The researchers got 16 male students, average age 21, to sleep 60 percent less than they needed. Half of the students drank a zero-calorie sports drink containing 25 mg magnesium and 50 mg calcium four times a day every day. The researchers do not say what forms of calcium and magnesium they used.
The subjects ingested a total of 100 mg extra magnesium daily. In developed countries most people consume less magnesium than nutritionists recommend, but consume more calcium than they need. To keep things simple we assume that the effects measured in this study are the result of magnesium supplementation and not of calcium supplementation.
The researchers got the students to cycle, against increasing resistance, both before and after the sleep deprivation period. The researchers then recorded the intensity at which the students’ muscles switched over to anaerobic respiration, whereby the body converts glucose into energy faster, but more lactic acid is released than the body can eliminate. This point is known as the anaerobic threshold. You can only keep up this intensity of exercise for a very limited amount of time.
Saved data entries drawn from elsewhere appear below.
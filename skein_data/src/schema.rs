//! Persisted world schema.
//!
//! Worlds are JSON documents with top-level sections for metadata,
//! locations, items, actors, locks, and scripts, plus the cross-cutting
//! turn state. The loader also accepts two legacy shapes: a standalone
//! `doors[]` section (converted to door items in `exit:` slots) and a
//! `player`/`player_state` section (folded into the actors map), and it
//! preserves unknown top-level keys so old worlds survive a round trip.

use crate::defs::{Actor, Commitment, DoorInfo, GameState, Gossip, Item, Location, Lock, Metadata, Script};
use crate::ids::{ActorId, ItemId, LocationId, LockId, PLAYER_ID, exit_slot};
use crate::validate::{ValidationError, validate_game_state};
use crate::value::Value;

use log::warn;
use serde::Deserialize;
use serde_json::{Map as JsonMap, Value as Json};
use std::collections::BTreeMap;
use std::path::Path;
use thiserror::Error;

/// The persisted world violates structural expectations. Fatal at load time.
#[derive(Debug, Error)]
pub enum SchemaError {
    #[error("world document must be a JSON object")]
    NotAnObject,
    #[error("missing required section: {0}")]
    MissingSection(&'static str),
    #[error("{section} must be an array")]
    NotAnArray { section: &'static str },
    #[error("{kind} entry missing required string field 'id'")]
    MissingId { kind: &'static str },
    #[error("duplicate {kind} id '{id}'")]
    DuplicateId { kind: &'static str, id: String },
    #[error("malformed {kind} '{id}': {detail}")]
    BadEntry {
        kind: &'static str,
        id: String,
        detail: String,
    },
    #[error("invalid JSON: {0}")]
    Json(#[from] serde_json::Error),
}

/// Any failure while loading a world from disk.
#[derive(Debug, Error)]
pub enum WorldLoadError {
    #[error(transparent)]
    Schema(#[from] SchemaError),
    #[error(transparent)]
    Validation(#[from] ValidationError),
    #[error("cannot read world file: {0}")]
    Io(#[from] std::io::Error),
}

/// Top-level keys the loader understands; everything else is carried in
/// `extra` untouched.
const KNOWN_KEYS: &[&str] = &[
    "metadata",
    "vocabulary",
    "locations",
    "doors",
    "items",
    "locks",
    "npcs",
    "actors",
    "scripts",
    "player",
    "player_state",
    "turn",
    "gossip_queue",
    "active_commitments",
];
The left-hand figure below shows that sleep deprivation slightly reduced the intensity (measured as oxygen consumption) with which the students reached the anaerobic threshold, and that this reduction was absent in the students that took extra magnesium. The right-hand figure below shows that the students reached their anaerobic threshold more quickly when deprived of sleep, but also that this was not the case in the students that had taken extra magnesium.
A shortage of sleep reduced oxygen uptake a little, and it also reduced the length of time that the students were able to perform at their maximum intensity. Once again, these effects were absent in the students that had taken extra magnesium.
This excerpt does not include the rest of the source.